At a New Year’s party thrown by Honda in 1985, Takada said he wanted his company to stay out of airbags, Kobayashi wrote in his memoirs published in 2012.
“If anything happens to the airbags, Takata will go bankrupt,” Takada said, according to Kobayashi’s book. “We can’t cross a bridge as dangerous as this.”
Already in the midst of battling internal resistance to airbags within Honda, Kobayashi kept pressing. Takata had a unique position as the only supplier at the time who’d mastered the four cornerstones of the necessary production techniques: weaving, coating, sewing and folding, he wrote.
In secret, Kobayashi reached out to Takata’s lead engineer on airbag development, who moved forward with covert production of samples.
The go-ahead within Honda came in 1986, when Kobayashi convinced then-President Tadashi Kume that airbags, with their “one in a million” defect rates, would enhance the automaker’s reliability, Kobayashi wrote.
Takata moved past its initial reservations and ploughed ahead. By the late 1980s, it had set up a production base for airbags and other components in North Carolina.
Kobayashi, now a guest professor at Japan’s Chuo University, declined to be interviewed, writing in an email that he’s not in a position to comment on the current crisis after being out of the industry for more than 10 years.
Honda spokeswoman Akemi Ando said she would check on Kobayashi’s account of the company’s history and said the automaker doesn’t approve new technology unless it’s safe.
Kobayashi’s description of Takada’s remarks are “out of context,” said Takata’s spokesman Berman, without elaborating. If the comments were made, they must have been at the “very beginning of airbag development,” he said.
Airbags today save “tens of thousands of lives a year” and Takada’s dream of zero fatalities caused by car accidents still drives the company and its employees each day, Berman said in an email. He reiterated the company’s interest in supporting NHTSA’s investigation and the vehicle recalls.
Going forward, the task of protecting the legacy of his family’s 81-year-old dynasty falls to Shigehisa Takada, grandson of Takezo and son of Juichiro, who died in Tokyo in February 2011 at the age of 74.
Shigehisa, 48, ceded the role of president last April after six years on the job, a month after Toyota, Honda and Nissan called back a combined 3 million vehicles because of defective Takata airbags.
The position went to Swiss-born Stefan Stocker, the first non-family member to steer the company.
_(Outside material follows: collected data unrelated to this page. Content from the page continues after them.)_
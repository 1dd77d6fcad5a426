//! Commit graph access layer
//!
//! This module provides a trait-based abstraction over the read-only git
//! queries the version calculation needs, allowing for multiple
//! implementations including real git repositories and in-memory graphs for
//! testing.
//!
//! # Overview
//!
//! The primary abstraction is the [Repository] trait. The concrete
//! implementations are:
//!
//! - [repository::Git2Repository]: A real implementation using the `git2` crate
//! - [mock::MockRepository]: An in-memory commit graph for testing
//!
//! # Usage
//!
//! The calculation engine only depends on the [Repository] trait.
//!
//! ```rust
//! # use git_semver::git::Repository;
//! # fn example<R: Repository>(repo: &R) -> git_semver::Result<()> {
//! let head = repo.head()?;
//! let history = repo.commits_between(None, head.commit)?;
//! # Ok(())
//! # }
//! ```

pub mod mock;
pub mod repository;

pub use mock::MockRepository;
pub use repository::Git2Repository;

use crate::domain::{Branch, Commit};
use crate::error::Result;
use git2::Oid;

/// A tag reference, peeled to the commit it points at
#[derive(Debug, Clone, PartialEq, Eq)]
pub struct TagRef {
    pub name: String,
    pub target: Oid,
}

/// What HEAD points at
#[derive(Debug, Clone, PartialEq, Eq)]
pub struct Head {
    /// Checked-out branch, None when detached
    pub branch: Option<String>,
    pub commit: Oid,
}

/// Read-only commit graph queries
///
/// ## Error Handling
///
/// All methods return [crate::error::Result<T>]. Missing objects (shallow
/// clones, pruned history) must be reported as
/// [GraphTraversal](crate::error::GitSemverError::GraphTraversal) so the
/// engine can degrade instead of aborting.
///
/// ## Implementations
///
/// - [Git2Repository](repository::Git2Repository): Real git implementation using the `git2` crate
/// - [MockRepository](mock::MockRepository): In-memory DAG built by test fixtures
pub trait Repository {
    /// Get the current HEAD
    ///
    /// # Returns
    /// * `Ok(Head)` - Checked-out branch (if any) and commit
    /// * `Err` - If HEAD is unborn or cannot be read
    fn head(&self) -> Result<Head>;

    /// List local branches and their tips
    ///
    /// Returns branches sorted by name.
    fn list_branches(&self) -> Result<Vec<Branch>>;

    /// List all tags, peeled to commits
    ///
    /// Tags that do not point at a commit are skipped.
    fn list_tags(&self) -> Result<Vec<TagRef>>;

    /// Read a single commit
    ///
    /// # Arguments
    /// * `oid` - Object ID of the commit
    ///
    /// # Returns
    /// * `Ok(Commit)` - Parents, message and timestamps
    /// * `Err(GraphTraversal)` - If the commit is not in the object store
    fn get_commit(&self, oid: Oid) -> Result<Commit>;

    /// Whether `ancestor` is reachable from `descendant`
    ///
    /// A commit counts as its own ancestor.
    fn is_ancestor(&self, ancestor: Oid, descendant: Oid) -> Result<bool>;

    /// Best common ancestor of two commits
    ///
    /// # Returns
    /// * `Ok(Some(Oid))` - The merge base
    /// * `Ok(None)` - If the histories are unrelated
    fn merge_base(&self, a: Oid, b: Oid) -> Result<Option<Oid>>;

    /// Get commits between two OIDs
    ///
    /// Returns commits reachable from `to` (inclusive) but not from `from`
    /// (exclusive), parents before children. `None` for `from` means the start
    /// of history.
    ///
    /// # Example
    /// ```rust
    /// # use git_semver::git::Repository;
    /// # use git2::Oid;
    /// # fn example<R: Repository>(repo: &R, tag: Oid, head: Oid) -> git_semver::Result<()> {
    /// for commit in repo.commits_between(Some(tag), head)? {
    ///     println!("{}: {}", commit.id, commit.summary());
    /// }
    /// # Ok(())
    /// # }
    /// ```
    fn commits_between(&self, from: Option<Oid>, to: Oid) -> Result<Vec<Commit>>;

    /// Number of files with uncommitted changes in the working tree
    fn uncommitted_file_count(&self) -> Result<usize>;
}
Stocker, 60, had joined Takata just three months earlier from Robert Bosch’s Japan unit.
“That was a nod to the fact that the grandson was maybe not as experienced or as seasoned as the automakers would have liked to see for someone in charge of a major supplier,” Scott Upham, president of Valient Market Research, said by phone. “They brought him in to right the ship and show there’s somebody with grey around their temples running the organization.”
Takata has declined multiple requests to make executives including its chairman and president available to discuss its airbag woes.
Automakers including Honda and Toyota are standing by Takata, for now, though Upham predicts the company may lose out on airbag inflator contracts to suppliers including Autoliv and Daicel.
“This is definitely the biggest crisis for Takata in its history,” said Shintaro Niimura, a credit analyst at Nomura Holdings Inc. in Tokyo. “Human lives are being put at risk and reactions have been fierce, especially in the U.S. I think Takata’s management may have underestimated the fallout.”